Le Sezioni Unite civili della Corte di Cassazione, con le sentenze n. 34419 e n. 34452 depositate l’11 dicembre 2023, hanno affrontato la questione della qualificazione dei crediti di imposta indebitamente compensati, tracciando i confini delle nozioni di ‘inesistenza’ e di ‘non spettanza’.

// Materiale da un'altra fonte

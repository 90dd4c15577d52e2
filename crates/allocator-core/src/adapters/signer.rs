//! Local signing oracle over secp256k1.
//!
//! Signs the raw 32-byte digest (no message prefix) and returns the
//! Ethereum-style recoverable form `r ‖ s ‖ v` with `v ∈ {27, 28}`.

use crate::domain::errors::SignerError;
use crate::ports::outbound::SignerOracle;
use async_trait::async_trait;
use compact_types::{keccak256, Address, Hash32, Signature};
use k256::ecdsa::SigningKey;
use zeroize::Zeroize;

/// In-process signer holding the allocator's private key.
pub struct LocalSigner {
    signing_key: SigningKey,
}

impl LocalSigner {
    /// Generate a random key.
    pub fn generate() -> Self {
        Self {
            signing_key: SigningKey::random(&mut rand::thread_rng()),
        }
    }

    /// Create from secret key bytes (32 bytes).
    pub fn from_bytes(bytes: [u8; 32]) -> Result<Self, SignerError> {
        let signing_key = SigningKey::from_bytes((&bytes).into())
            .map_err(|_| SignerError::Failure("invalid secret key".to_string()))?;
        Ok(Self { signing_key })
    }

    /// The signer's account address: last 20 bytes of the keccak of the
    /// uncompressed public key without its `0x04` prefix.
    pub fn address(&self) -> Address {
        let point = self.signing_key.verifying_key().to_encoded_point(false);
        let hash = keccak256(&point.as_bytes()[1..]);
        let mut addr = [0u8; 20];
        addr.copy_from_slice(&hash[12..]);
        Address::new(addr)
    }
}

#[async_trait]
impl SignerOracle for LocalSigner {
    async fn sign(&self, digest: &Hash32) -> Result<Signature, SignerError> {
        let (sig, recovery_id) = self
            .signing_key
            .sign_prehash_recoverable(digest.as_bytes())
            .map_err(|e| SignerError::Failure(e.to_string()))?;
        let bytes = sig.to_bytes();
        let mut r = [0u8; 32];
        let mut s = [0u8; 32];
        r.copy_from_slice(&bytes[..32]);
        s.copy_from_slice(&bytes[32..]);
        Ok(Signature::from_parts(r, s, 27 + recovery_id.to_byte()))
    }
}

impl Drop for LocalSigner {
    fn drop(&mut self) {
        let mut bytes: [u8; 32] = self.signing_key.to_bytes().into();
        bytes.zeroize();
    }
}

Condividendo l’orientamento giurisprudenziale già emerso con le note sentenze gemelle della Sezione Tributaria della Cassazione, n. 34443, n. 34444 e n. 34445 del 16.11.2021, i giudici del Supremo Collegio hanno affermanto il principio di diritto secondo il quale, in tema di compensazione di crediti o eccedenze d’imposta da parte del contribuente, il credito utilizzato è da classificarsi come inesistente qualora ricorrano congiuntamente due specifici requisiti: “a) il credito, in tutto o in parte, è il risultato di una artificiosa rappresentazione ovvero è carente dei presupposti costitutivi previsti dalla legge ovvero, pur sorto, è già estinto al momento del suo utilizzo; b) l’inesistenza non è riscontrabile mediante i controlli di cui all’art. 36 bis e 36 ter DPR n. 600 del 1973 e all’art. 54 bis DPR n. 633 del 1972”, specificando altresì che: “ove sussista il primo requisito ma l’inesistenza sia riscontrabile in sede di controllo formale o automatizzato, la compensazione indebita riguarda crediti non spettanti.”

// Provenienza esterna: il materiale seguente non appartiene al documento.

//! Bit-field packing for compact ids and address-prefixed nonces.
//!
//! Both values are 256-bit integers carrying fixed-position fields:
//!
//! ```text
//! id:    [255..253 reset period | 252..160 allocator id | 159..0 token lock]
//! nonce: [255..96  sponsor      | 95..32   high         | 31..0  low      ]
//! ```
//!
//! Extraction is mask-and-shift; nothing here touches string renderings.

use compact_types::{Address, U256};

/// Reset periods in seconds, indexed by the 3-bit field of a compact id.
pub const RESET_PERIODS_SECS: [u64; 8] = [1, 15, 60, 600, 3900, 86_400, 612_000, 2_592_000];

/// Largest admissible `low` value. The backing column is a signed 32-bit
/// integer, so bit 31 stays clear.
pub const LOW_MAX: u32 = i32::MAX as u32;

/// Decoded fields of a compact id.
#[derive(Clone, Copy, Debug, PartialEq, Eq)]
pub struct LockFields {
    /// Index into [`RESET_PERIODS_SECS`].
    pub reset_period_index: u8,
    /// 93-bit allocator identifier.
    pub allocator_id: U256,
    /// 160-bit resource-lock identifier.
    pub token_lock_id: U256,
}

impl LockFields {
    /// Reset period of this lock in seconds.
    pub fn reset_period_secs(&self) -> u64 {
        RESET_PERIODS_SECS[usize::from(self.reset_period_index) % RESET_PERIODS_SECS.len()]
    }
}

/// The sponsor-scoped 96-bit portion of a nonce.
///
/// Ordering is numeric on `high · 2^32 + low`.
#[derive(Clone, Copy, Debug, PartialEq, Eq, PartialOrd, Ord)]
pub struct NonceFragment {
    /// Upper 64 bits.
    pub high: u64,
    /// Lower 32 bits, in `[0, LOW_MAX]` for storable fragments.
    pub low: u32,
}

impl NonceFragment {
    /// The first fragment of the space.
    pub const FIRST: NonceFragment = NonceFragment { high: 0, low: 0 };

    /// The next fragment in combined order, rolling `low` into `high` at
    /// the storage bound.
    pub fn successor(&self) -> NonceFragment {
        if self.low < LOW_MAX {
            NonceFragment {
                high: self.high,
                low: self.low + 1,
            }
        } else {
            NonceFragment {
                high: self.high + 1,
                low: 0,
            }
        }
    }
}

/// Decoded fields of a nonce.
#[derive(Clone, Copy, Debug, PartialEq, Eq)]
pub struct NonceFields {
    /// Sponsor address occupying the top 160 bits.
    pub sponsor: Address,
    /// The sponsor-scoped fragment.
    pub fragment: NonceFragment,
}

fn low_160_mask() -> U256 {
    (U256::one() << 160) - U256::one()
}

/// Split a compact id into its bit-fields.
pub fn split_id(id: U256) -> LockFields {
    let reset_period_index = (id >> 253).low_u64() as u8;
    let allocator_id = (id >> 160) & ((U256::one() << 93) - U256::one());
    let token_lock_id = id & low_160_mask();
    LockFields {
        reset_period_index,
        allocator_id,
        token_lock_id,
    }
}

/// Pack id fields, masking each input to its field width.
pub fn pack_id(fields: &LockFields) -> U256 {
    let reset = U256::from(fields.reset_period_index & 0x07) << 253;
    let allocator = (fields.allocator_id & ((U256::one() << 93) - U256::one())) << 160;
    let token = fields.token_lock_id & low_160_mask();
    reset | allocator | token
}

/// Pack a sponsor address and fragment into a nonce.
pub fn pack_nonce(sponsor: Address, fragment: NonceFragment) -> U256 {
    let addr = U256::from_big_endian(sponsor.as_bytes());
    (addr << 96) | (U256::from(fragment.high) << 32) | U256::from(fragment.low)
}

/// Split a nonce into its sponsor prefix and fragment.
pub fn split_nonce(nonce: U256) -> NonceFields {
    let mut addr_bytes = [0u8; 32];
    (nonce >> 96).to_big_endian(&mut addr_bytes);
    let mut sponsor = [0u8; 20];
    sponsor.copy_from_slice(&addr_bytes[12..]);

    let high = ((nonce >> 32) & U256::from(u64::MAX)).low_u64();
    let low = (nonce & U256::from(u32::MAX)).low_u64() as u32;
    NonceFields {
        sponsor: Address::new(sponsor),
        fragment: NonceFragment { high, low },
    }
}

/// Smallest free fragment given the used fragments in ascending combined
/// order. The scan is the gap search: the first row whose successor is not
/// the next row marks the gap; an empty ledger yields `(0, 0)`.
pub fn next_available<I>(used_ascending: I) -> NonceFragment
where
    I: IntoIterator<Item = NonceFragment>,
{
    let mut expected = NonceFragment::FIRST;
    for used in used_ascending {
        if used != expected {
            return expected;
        }
        expected = used.successor();
    }
    expected
}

Il criterio di natura procedurale, che riguarda il metodo di accertamento dell’illecito e non la natura dello stesso, appare dunque assolutamente centrale poiché, ogniqualvolta l’inesistenza sia individuabile dall’organo accertatore tramite i cc.dd. controlli automatizzati, il credito dovrà essere necessariamente ricondotto nell’alveo dei non spettanti, sebbene materialmente inesistente.
La pronuncia a Sezioni Unite appena richiamata mette fine ad una querelle giurisprudenziale che ha visto alternarsi, nel corso degli ultimi anni, decisioni difformi e contrastanti.
Se da un punto di vista tributario la natura dei crediti assume una particolare rilevanza, posto che dalla diversa qualificazione deriva un trattamento sanzionatorio sensibilmente differente ed un termine per l’accertamento più lungo nei casi di inesistenza del credito, non possiamo ignorare che anche in sede penale la classificazione dei crediti determina conseguenze giuridiche tutt’altro che trascurabili.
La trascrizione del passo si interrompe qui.